* [Saved entries]:
################

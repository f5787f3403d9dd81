use serde::{Deserialize, Serialize};

/// Recognized report column keys.
///
/// A key is either document-level (one value per document) or line-item
/// derived; the latter force a projection to explode into one row per
/// (document, line item) pair.
#[derive(Debug, Clone, Copy, PartialEq, Eq, Hash, Serialize, Deserialize)]
pub enum ColumnKey {
    /// Access key.
    Key,
    /// Emission timestamp.
    EmissionDate,
    /// Issuer CNPJ/CPF.
    IssuerTaxId,
    /// Issuer legal name.
    Issuer,
    /// Recipient CNPJ/CPF.
    RecipientTaxId,
    /// Recipient legal name.
    Recipient,
    /// Document number.
    Number,
    /// Document grand total.
    Value,
    /// Line item: product code.
    ProductCode,
    /// Line item: description.
    ProductName,
    /// Line item: quantity.
    ProductQuantity,
    /// Line item: unit value.
    ProductUnitValue,
    /// Line item: ICMS origin code.
    IcmsOrigin,
    /// Line item: CST or CSOSN code.
    IcmsStatus,
    /// Line item: ICMS base modality.
    IcmsBaseModality,
    /// Line item: ICMS base value.
    IcmsBase,
    /// Line item: ICMS rate.
    IcmsRate,
    /// Line item: ICMS value.
    IcmsValue,
}

impl ColumnKey {
    /// Human-readable header label, as displayed on screen and exported.
    pub fn label(&self) -> &'static str {
        match self {
            Self::Key => "Chave",
            Self::EmissionDate => "Emissão",
            Self::IssuerTaxId => "Emitente CNPJ/CPF",
            Self::Issuer => "Emitente",
            Self::RecipientTaxId => "Destinatário CNPJ/CPF",
            Self::Recipient => "Destinatário",
            Self::Number => "Número",
            Self::Value => "Valor",
            Self::ProductCode => "Código",
            Self::ProductName => "Nome",
            Self::ProductQuantity => "Quantidade",
            Self::ProductUnitValue => "Valor Unitário",
            Self::IcmsOrigin => "ICMS Origem",
            Self::IcmsStatus => "ICMS CST/CSOSN",
            Self::IcmsBaseModality => "ICMS Mod. BC",
            Self::IcmsBase => "ICMS Base",
            Self::IcmsRate => "ICMS Alíquota",
            Self::IcmsValue => "ICMS Valor",
        }
    }

    /// True when the value comes from a line item (forces explosion).
    pub fn is_line_item(&self) -> bool {
        matches!(
            self,
            Self::ProductCode
                | Self::ProductName
                | Self::ProductQuantity
                | Self::ProductUnitValue
                | Self::IcmsOrigin
                | Self::IcmsStatus
                | Self::IcmsBaseModality
                | Self::IcmsBase
                | Self::IcmsRate
                | Self::IcmsValue
        )
    }
}

/// A named projection — the fixed set of columns shaping the flattened
/// output.
#[derive(Debug, Clone, PartialEq, Eq, Serialize, Deserialize)]
pub enum ReportModel {
    /// Document-level parties view.
    NfeParties,
    /// Parties plus exploded product columns.
    NfeProducts,
    /// Product rows with the ICMS detail columns.
    NfeProductsIcms,
    /// Reduced CTe view (same shape as `NfeParties`).
    CteSimple,
    /// User-assembled column set.
    Custom(Vec<ColumnKey>),
}

impl ReportModel {
    /// The projection's columns, in display order.
    pub fn columns(&self) -> &[ColumnKey] {
        use ColumnKey::*;
        match self {
            Self::NfeParties | Self::CteSimple => &[
                Key,
                EmissionDate,
                IssuerTaxId,
                Issuer,
                RecipientTaxId,
                Recipient,
                Number,
                Value,
            ],
            Self::NfeProducts => &[
                Key,
                EmissionDate,
                Issuer,
                Recipient,
                Number,
                Value,
                ProductCode,
                ProductName,
                ProductQuantity,
                ProductUnitValue,
            ],
            Self::NfeProductsIcms => &[
                Key,
                Number,
                ProductCode,
                ProductName,
                IcmsOrigin,
                IcmsStatus,
                IcmsBaseModality,
                IcmsBase,
                IcmsRate,
                IcmsValue,
            ],
            Self::Custom(columns) => columns,
        }
    }

    /// A projection explodes when any of its columns is line-item derived.
    pub fn explodes(&self) -> bool {
        self.columns().iter().any(ColumnKey::is_line_item)
    }

    /// Display name of the projection.
    pub fn name(&self) -> &'static str {
        match self {
            Self::NfeParties => "NFe Emitente/Destinatário",
            Self::NfeProducts => "NFe Emitente/Destinatário/Produtos",
            Self::NfeProductsIcms => "NFe Emitente/Destinatário/Produtos (ICMS)",
            Self::CteSimple => "CTe Modelo Simples",
            Self::Custom(_) => "Personalizado",
        }
    }
}

#[cfg(test)]
mod tests {
    use super::*;

    #[test]
    fn explosion_follows_column_kinds() {
        assert!(!ReportModel::NfeParties.explodes());
        assert!(ReportModel::NfeProducts.explodes());
        assert!(ReportModel::NfeProductsIcms.explodes());
        assert!(!ReportModel::Custom(vec![ColumnKey::Key]).explodes());
        assert!(ReportModel::Custom(vec![ColumnKey::Key, ColumnKey::ProductCode]).explodes());
    }
}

################

* [EXERCISE DETAILS]:
All lines above that include the word "IcmsRate" must be copied into the answer.

* [EXERCISE SOLUTION]:
    IcmsRate,
            Self::IcmsRate => "ICMS Alíquota",
                | Self::IcmsRate
                IcmsRate,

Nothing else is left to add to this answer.